We curated data from eight publicly available microarray studies of lung cancer (Supplementary Table S1). For each study, we used the information regarding each sample's cancer subtype, as well as any information regarding patient sex, age and smoking status, as provided. For GSE11969, smoking history was converted from Brinkman index (number of cigarettes per day multiplied by number of years of smoking) to either ‘current’ (if Brinkman index was greater than zero) or ‘never’ otherwise. For visualizing the samples using t-SNE, we used samples corresponding to cancer subtypes that were present in at least two studies. For our meta-analysis, we used only the samples in each data set that were histologically defined as adenocarcinoma (AD), squamous cell carcinoma (SQ), small cell lung carcinoma (SCLC), or carcinoid (CAR). The discovery data sets were selected to include a variety of microarray platforms and to have a sufficient number of samples of SCLC and CAR. Because the Bhattacharjee data set is very heavily biased toward AD, but also has samples from the other subtypes, we included only 60 of the AD samples.
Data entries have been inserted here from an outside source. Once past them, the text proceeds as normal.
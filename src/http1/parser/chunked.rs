// +-----------------------------------------------------------------------------------------------+
// | Copyright 2016 Sean Kerr                                                                      |
// |                                                                                               |
// | Licensed under the Apache License, Version 2.0 (the "License");                               |
// | you may not use this file except in compliance with the License.                              |
// | You may obtain a copy of the License at                                                       |
// |                                                                                               |
// |  http://www.apache.org/licenses/LICENSE-2.0                                                   |
// |                                                                                               |
// | Unless required by applicable law or agreed to in writing, software                           |
// | distributed under the License is distributed on an "AS IS" BASIS,                             |
// | WITHOUT WARRANTIES OR CONDITIONS OF ANY KIND, either express or implied.                      |
// | See the License for the specific language governing permissions and                           |
// | limitations under the License.                                                                |
// +-----------------------------------------------------------------------------------------------+
// | Author: Sean Kerr <sean@code-box.org>                                                         |
// +-----------------------------------------------------------------------------------------------+

//! Chunked transfer encoding states.

use byte_slice::ByteStream;

use super::{ Parser, F_TRAILING };

use crate::fsm::ParserValue;
use crate::http1::{ ParserError, Settings };

use std::cmp;

impl<C> Parser<C> {
    pub(crate) fn chunk_size(&mut self, context: &mut ByteStream)
    -> Result<ParserValue, ParserError> {
        exit_if_eos!(context);
        bs_next!(context);

        if is_hex!(context.byte) {
            self.chunk_length = 0;

            bs_replay!(context);

            transition!(self, context, ChunkSizeMore);
        }

        exit_error!(context, ChunkSize);
    }

    pub(crate) fn chunk_size_more(&mut self, context: &mut ByteStream)
    -> Result<ParserValue, ParserError> {
        bs_collect_hex64!(
            context,
            self.chunk_length,
            exit_error!(ChunkSizeOverflow),
            exit_eos!(context)
        );

        match context.byte {
            b'\r' => {
                transition!(self, context, ChunkSizeLf);
            },
            b'\n' => {
                self.chunk_size_end(context)
            },
            b';' | b' ' | b'\t' => {
                transition!(self, context, ChunkExtension);
            },
            _ => {
                exit_error!(context, ChunkSize);
            }
        }
    }

    pub(crate) fn chunk_extension(&mut self, context: &mut ByteStream)
    -> Result<ParserValue, ParserError> {
        loop {
            exit_if_eos!(context);
            bs_next!(context);

            if context.byte == b'\r' {
                transition!(self, context, ChunkSizeLf);
            } else if context.byte == b'\n' {
                return self.chunk_size_end(context);
            }
        }
    }

    pub(crate) fn chunk_size_lf(&mut self, context: &mut ByteStream)
    -> Result<ParserValue, ParserError> {
        exit_if_eos!(context);
        bs_next!(context);

        if context.byte == b'\n' {
            return self.chunk_size_end(context);
        }

        exit_error!(context, CrlfSequence);
    }

    /// Transition after a chunk size line. The last chunk starts the trailer block.
    fn chunk_size_end(&mut self, context: &mut ByteStream) -> Result<ParserValue, ParserError> {
        if self.chunk_length == 0 {
            set_flag!(self, F_TRAILING);

            self.head_length = 0;

            transition!(self, context, HeaderFieldStart);
        }

        transition!(self, context, ChunkData);
    }

    pub(crate) fn chunk_data(&mut self, settings: &Settings<C>, context: &mut ByteStream)
    -> Result<ParserValue, ParserError> {
        exit_if_eos!(context);

        let length = cmp::min(bs_available!(context) as u64, self.chunk_length) as usize;

        bs_jump!(context, length);

        self.chunk_length -= length as u64;

        if self.chunk_length == 0 {
            callback_body_transition!(self, settings, context, bs_slice!(context), ChunkDataCr);
        }

        callback_body_transition!(self, settings, context, bs_slice!(context), ChunkData);
    }

    pub(crate) fn chunk_data_cr(&mut self, context: &mut ByteStream)
    -> Result<ParserValue, ParserError> {
        exit_if_eos!(context);
        bs_next!(context);

        match context.byte {
            b'\r' => {
                transition!(self, context, ChunkDataLf);
            },
            b'\n' => {
                transition!(self, context, ChunkSize);
            },
            _ => {
                exit_error!(context, CrlfSequence);
            }
        }
    }

    pub(crate) fn chunk_data_lf(&mut self, context: &mut ByteStream)
    -> Result<ParserValue, ParserError> {
        exit_if_eos!(context);
        bs_next!(context);

        if context.byte == b'\n' {
            transition!(self, context, ChunkSize);
        }

        exit_error!(context, CrlfSequence);
    }
}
Altogether, the merged discovery data comprised 639 samples and 7200 genes that were present in all five discovery data sets. We used α = 0.9 for the elastic net penalty, where α = 0 corresponds to ridge (L2-norm penalty) and α = 1 corresponds to lasso (L1-norm penalty). Lower values of α led to a classifier with more genes, but with identical performance. We always set glmnet's intercept option to true, although setting it to false did not appreciably affect the results. When calculating accuracy, the predicted class for each sample was taken to be the class with the highest probability.